B = 4/3 pi pow(0.80,2) e1 e2 e3;
B = color(B,1,1,1,0.25),
// Initial point v on unit radius sphere.
// This is the vector we are rotating.v = (e1+e2+e3);
v = v / norm(v);
label(v),
// Make angles t1,t2,t3 in degrees here
// but converted to radians in formulas later.
ctrl_range(t1= 40,-180,180);
ctrl_range(t2=-25,-180,180);
ctrl_range(t3=-15,-180,180);
// Use half-angle versor rotation formulas below.
// Make versors R1 R2 R3 that rotate round axes r1 r2 r3
// that are initially close to e1 e2 e3 (but can be dragged).
r1 = (5 e1 + e2 + e3);
r2 = ( e1 + 5 e2 + e3);
r3 = ( e1 + e2 + 5 e3);
r1 = r1 / norm(r1),
r2 = r2 / norm(r2),
r3 = r3 / norm(r3),label(r1),
label(r2),
label(r3),
R1 = exp( t1/2 pi/180 r1/I );
R2 = exp( t2/2 pi/180 r2/I );
R3 = exp( t3/2 pi/180 r3/I );
// Rotate v into v1 v2 v3 using R1 R2 R3.
v1 = R1 v / R1,
v2 = R2 v / R2,
v3 = R3 v / R3,
label(v1),
label(v2),
label(v3),
// Locate the mean rotation of v directly from the mean of v1 v2 v3.

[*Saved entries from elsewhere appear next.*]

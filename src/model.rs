//! Hosted language-model call.
//!
//! The pipeline only depends on the `ModelInvoker` trait: a system
//! instruction and a user message in, one text completion out.

use std::time::Duration;

use serde::{Deserialize, Serialize};
use thiserror::Error;

pub const DEFAULT_MODEL_URL: &str = "https://api.anthropic.com/v1/messages";

#[derive(Debug, Error)]
pub enum ModelError {
    #[error("model request failed: {0}")]
    Transport(String),
    #[error("model returned status {status}: {body}")]
    Status { status: u16, body: String },
    #[error("model response could not be parsed: {0}")]
    Malformed(String),
    #[error("model response contained no text")]
    Empty,
}

#[async_trait::async_trait]
pub trait ModelInvoker: Send + Sync {
    /// Identifier reported by the diagnostics endpoint.
    fn model_id(&self) -> &str;
    async fn complete(&self, system: &str, user: &str) -> Result<String, ModelError>;
}

#[derive(Clone, Debug)]
pub struct ModelSettings {
    pub api_key: Option<String>,
    pub model: String,
    pub url: String,
    pub max_tokens: u32,
    pub temperature: f32,
    pub timeout: Duration,
}

impl Default for ModelSettings {
    fn default() -> Self {
        Self {
            api_key: None,
            model: "claude-3-5-haiku-latest".into(),
            url: DEFAULT_MODEL_URL.into(),
            max_tokens: 800,
            temperature: 0.2,
            timeout: Duration::from_secs(30),
        }
    }
}

/// Calls the Anthropic Messages API.
pub struct AnthropicInvoker {
    settings: ModelSettings,
    client: reqwest::Client,
}

impl AnthropicInvoker {
    pub fn new(settings: ModelSettings) -> Result<Self, reqwest::Error> {
        let client = reqwest::Client::builder().timeout(settings.timeout).build()?;
        Ok(Self { settings, client })
    }
}

#[derive(Serialize)]
struct MessagesRequest<'a> {
    model: &'a str,
    max_tokens: u32,
    temperature: f32,
    system: &'a str,
    messages: Vec<Message<'a>>,
}

#[derive(Serialize)]
struct Message<'a> {
    role: &'a str,
    content: &'a str,
}

#[derive(Debug, Deserialize)]
struct MessagesResponse {
    content: Vec<ContentBlock>,
}

#[derive(Debug, Deserialize)]
#[serde(tag = "type", rename_all = "snake_case")]
enum ContentBlock {
    Text {
        text: String,
    },
    #[serde(other)]
    Other,
}

#[async_trait::async_trait]
impl ModelInvoker for AnthropicInvoker {
    fn model_id(&self) -> &str {
        &self.settings.model
    }

    async fn complete(&self, system: &str, user: &str) -> Result<String, ModelError> {
        let body = MessagesRequest {
            model: &self.settings.model,
            max_tokens: self.settings.max_tokens,
            temperature: self.settings.temperature,
            system,
            messages: vec![Message {
                role: "user",
                content: user,
            }],
        };
        let mut rb = self
            .client
            .post(&self.settings.url)
            .header("anthropic-version", "2023-06-01")
            .json(&body);
        if let Some(key) = &self.settings.api_key {
            rb = rb.header("x-api-key", key.trim());
        }
        let resp = rb
            .send()
            .await
            .map_err(|e| ModelError::Transport(e.to_string()))?;
        let status = resp.status();
        if !status.is_success() {
            let body = resp
                .text()
                .await
                .unwrap_or_else(|_| "<body unavailable>".to_string());
            return Err(ModelError::Status {
                status: status.as_u16(),
                body,
            });
        }
        let parsed: MessagesResponse = resp
            .json()
            .await
            .map_err(|e| ModelError::Malformed(e.to_string()))?;
        let answer = parsed
            .content
            .into_iter()
            .filter_map(|block| match block {
                ContentBlock::Text { text } => Some(text),
                ContentBlock::Other => None,
            })
            .collect::<Vec<_>>()
            .join("\n");
        if answer.trim().is_empty() {
            return Err(ModelError::Empty);
        }
        Ok(answer)
    }
}
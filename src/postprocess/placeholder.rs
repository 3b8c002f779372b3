use memchr::memmem;
use regex::Regex;

use super::markup::{self, Segment};
use super::raw_urls::demote;
use super::{LinkConfig, LinkContext, Stage};

/// Substitutes the datasheet placeholder token with the datasheet URL when
/// one is known.  Without a URL, links to the token are unwrapped to their
/// label and bare tokens are dropped, so entity linking sees the final text.
pub struct PlaceholderStage;

impl Stage for PlaceholderStage {
    fn name(&self) -> &'static str {
        "placeholder"
    }

    fn apply(&self, text: String, ctx: &LinkContext<'_>) -> String {
        let token = ctx.cfg.datasheet_placeholder.as_str();
        if token.is_empty() || memmem::find(text.as_bytes(), token.as_bytes()).is_none() {
            return text;
        }
        match &ctx.datasheet_url {
            Some(url) => text.replace(token, url),
            None => drop_placeholder(&text, token, ctx.cfg),
        }
    }
}

fn drop_placeholder(text: &str, token: &str, cfg: &LinkConfig) -> String {
    let bare = match Regex::new(&format!(r"[ \t]?{}", regex::escape(token))) {
        Ok(re) => re,
        Err(_) => return text.to_string(),
    };
    markup::rewrite(text, |seg| match seg {
        Segment::Link(link) if link.target.trim() == token => {
            tracing::debug!("no datasheet url, unwrapping placeholder link");
            demote(bare.replace_all(&link.label, "").trim(), cfg)
        }
        Segment::Text(t) => vec![Segment::Text(bare.replace_all(&t, "").into_owned())],
        other => vec![other],
    })
}
//! Prompt assembly for the model call.

use serde::Deserialize;

use crate::postprocess::LinkConfig;
use crate::util::truncate_chars;
use crate::AskRequest;

const TRUNCATION_MARKER: &str = "... [truncated]";

#[derive(Clone, Debug, Deserialize)]
#[serde(rename_all = "camelCase", default)]
pub struct PromptConfig {
    pub spec_max_chars: usize,
    pub datasheet_max_chars: usize,
    /// Optional blocks shorter than this (after trimming) are treated as absent.
    pub min_optional_chars: usize,
}

impl Default for PromptConfig {
    fn default() -> Self {
        Self {
            spec_max_chars: 4000,
            datasheet_max_chars: 6000,
            min_optional_chars: 10,
        }
    }
}

/// The fields of a validated request the prompt is built from.
#[derive(Clone, Copy, Debug)]
pub struct PromptInput<'a> {
    pub question: &'a str,
    pub product_title: &'a str,
    pub product_specs: &'a str,
    pub similar_products: Option<&'a str>,
    pub accessories: Option<&'a str>,
}

impl<'a> PromptInput<'a> {
    pub fn from_request(req: &'a AskRequest) -> Self {
        Self {
            question: req.question.as_deref().unwrap_or("").trim(),
            product_title: req.product_title.as_deref().unwrap_or("").trim(),
            product_specs: req.product_specs.as_deref().unwrap_or("").trim(),
            similar_products: req.similar_products.as_deref(),
            accessories: req.accessories.as_deref(),
        }
    }
}

pub struct PromptAssembler {
    cfg: PromptConfig,
}

impl PromptAssembler {
    pub fn new(cfg: PromptConfig) -> Self {
        Self { cfg }
    }

    /// Build the user message.  Specifications and datasheet text are
    /// truncated against their own budgets.
    pub fn assemble(&self, input: &PromptInput<'_>, datasheet: &str) -> String {
        let mut out = String::new();
        out.push_str("Product: ");
        out.push_str(input.product_title);
        out.push_str("\n\nSpecifications:\n");
        push_budgeted(&mut out, input.product_specs, self.cfg.spec_max_chars);

        let datasheet = datasheet.trim();
        if !datasheet.is_empty() {
            out.push_str("\n\nDatasheet information:\n");
            push_budgeted(&mut out, datasheet, self.cfg.datasheet_max_chars);
        }
        if let Some(similar) = self.non_trivial(input.similar_products) {
            out.push_str("\n\nSimilar products:\n");
            out.push_str(similar);
        }
        if let Some(accessories) = self.non_trivial(input.accessories) {
            out.push_str("\n\nAccessories:\n");
            out.push_str(accessories);
        }
        out.push_str("\n\nQuestion: ");
        out.push_str(input.question);
        out
    }

    fn non_trivial<'a>(&self, field: Option<&'a str>) -> Option<&'a str> {
        field
            .map(str::trim)
            .filter(|s| s.chars().count() >= self.cfg.min_optional_chars)
    }
}

fn push_budgeted(out: &mut String, text: &str, max_chars: usize) {
    let (head, cut) = truncate_chars(text, max_chars);
    out.push_str(head);
    if cut {
        out.push_str(TRUNCATION_MARKER);
    }
}

/// Standing instructions sent as the system message.
pub fn system_instruction(links: &LinkConfig) -> String {
    format!(
        "You are a technical sales assistant answering questions about one product using only the \
         specifications, datasheet extract and product lists provided. Be concise and factual. \
         If the information is not provided, say so and suggest requesting a quote rather than guessing. \
         When referring to the datasheet, write the token {placeholder} where its link belongs. \
         Mention the {quote} when pricing, lead times or availability come up. \
         Do not invent links, do not link to other websites and do not name other manufacturers.",
        placeholder = links.datasheet_placeholder,
        quote = links.quote_names.first().map(String::as_str).unwrap_or("RFQ Form"),
    )
}
use regex::RegexBuilder;

use super::markup::{self, Segment};
use super::{LinkContext, PhraseSubstitution, Stage};

/// Applies the configured phrase substitutions to plain text.  Link labels
/// are left as written.  Runs before entity linking so that an entity name
/// introduced by a substitution is linked like any other mention.
pub struct PhraseStage;

impl Stage for PhraseStage {
    fn name(&self) -> &'static str {
        "phrases"
    }

    fn apply(&self, text: String, ctx: &LinkContext<'_>) -> String {
        let substitutions = compile(&ctx.cfg.phrase_substitutions);
        if substitutions.is_empty() {
            return text;
        }
        markup::rewrite(&text, |seg| match seg {
            Segment::Text(mut t) => {
                for (re, to) in &substitutions {
                    t = re.replace_all(&t, regex::NoExpand(to)).into_owned();
                }
                vec![Segment::Text(t)]
            }
            link => vec![link],
        })
    }
}

fn compile(subs: &[PhraseSubstitution]) -> Vec<(regex::Regex, &str)> {
    subs.iter()
        .filter(|s| !s.from.trim().is_empty())
        .filter_map(|s| {
            RegexBuilder::new(&regex::escape(&s.from))
                .case_insensitive(true)
                .build()
                .ok()
                .map(|re| (re, s.to.as_str()))
        })
        .collect()
}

// This is the accurate approximation of the centroid or mean rotation of v.
// This is dependent on a particular v and on the versors R1 R2 R3.
m = (v1+v2+v3)/norm(v1+v2+v3),label(m),
// Locate the mean rotation of v using the geometric mean of R1 R2 R3
// which is thought of as using the mean vector-arc.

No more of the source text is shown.